WORLD NEWS

Syria intervention talk as diplomacy withers

Mar 25, 2012, 12:48 PM

Associated Press

ISTANBUL (AP) – A year of sanctions, diplomacy and harsh rhetoric failed to stop Syria’s bloody crackdown and oust President Bashar Assad. With frustration running high, Turkey and other countries that have staked moral credibility on ending the violence are increasingly looking at intervention on Syrian soil, a strategy they have so far avoided for lack of international consensus and fears it could widen the conflict.

Diplomacy has not yet run its course, but more treacherous options, including aid to Syrian rebels, are likely to come up at a meeting of dozens of countries that oppose Assad, including the United States and its European and Arab partners, in Istanbul on April 1.
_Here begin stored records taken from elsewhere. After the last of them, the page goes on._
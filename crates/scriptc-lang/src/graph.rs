//! Statement graph of a compiled [`Program`].
//!
//! One node per statement (`s<line>`), labelled with the statement text and
//! shaped `box` for `let`, `ellipse` for `print`. A `data` edge runs from
//! the binding in scope to each statement that reads it; `control` edges
//! chain consecutive statements.

use std::collections::HashMap;

use scriptc_graph::{GraphDescription, GraphError, GraphProducer};

use crate::program::{Program, StatementKind};

/// [`GraphProducer`] for script programs.
#[derive(Debug, Clone, Default)]
pub struct ScriptGraph {
    name: Option<String>,
}

impl ScriptGraph {
    pub fn new() -> Self {
        ScriptGraph::default()
    }

    /// Graph title written into the DOT header; `script` when unset.
    pub fn named(name: impl Into<String>) -> Self {
        ScriptGraph {
            name: Some(name.into()),
        }
    }
}

fn node_id(line: u32) -> String {
    format!("s{line}")
}

impl GraphProducer<Program> for ScriptGraph {
    fn produce_graph(&self, program: &Program) -> Result<GraphDescription, GraphError> {
        let mut graph = GraphDescription::new(self.name.as_deref().unwrap_or("script"));
        // name -> node id of the statement currently binding it
        let mut scope: HashMap<&str, String> = HashMap::new();
        let mut previous: Option<String> = None;

        for stmt in program.statements() {
            let id = node_id(stmt.line);
            let shape = match stmt.kind {
                StatementKind::Let { .. } => "box",
                StatementKind::Print { .. } => "ellipse",
            };
            graph.add_node(
                id.clone(),
                [("label", stmt.text.as_str()), ("shape", shape)],
            )?;

            if let Some(prev) = &previous {
                graph.add_edge(
                    prev,
                    &id,
                    [("kind", "control"), ("style", "dashed")],
                )?;
            }

            let mut seen: Vec<&str> = Vec::new();
            for (name, _) in stmt.value().names() {
                if seen.contains(&name) {
                    continue;
                }
                seen.push(name);
                let from = scope.get(name).ok_or_else(|| {
                    GraphError::Producer(format!(
                        "line {}: '{name}' read before it is bound",
                        stmt.line
                    ))
                })?;
                graph.add_edge(from, &id, [("kind", "data"), ("label", name)])?;
            }

            if let Some(name) = stmt.binds() {
                scope.insert(name, id.clone());
            }
            previous = Some(id);
        }

        Ok(graph)
    }
}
One prominent option floated by Turkey is a “buffer zone” on the Turkish-Syrian border, which could amount to a foreign military occupation, intent on regime change even if the aim is humanitarian in name. The risks of such an endeavor in a combustible region are evident in the U.S.-led invasion of Iraq, Israel’s occupation of southern Lebanon decades ago and Syria’s own military presence in Lebanon until 2005.

Yet, comparisons with international hesitation over the Balkans bloodshed in the 1990s make it ever harder to engage in seemingly endless, and fruitless, diplomacy.

Turkish Prime Minister Recep Tayyip Erdogan discussed Syria with U.S. President Barack Obama on Sunday at a nuclear security conference in South Korea, and said it was not possible to tolerate events there. Earlier, Erdogan was asked by reporters on his plane whether a safe zone inside Syria was on the agenda.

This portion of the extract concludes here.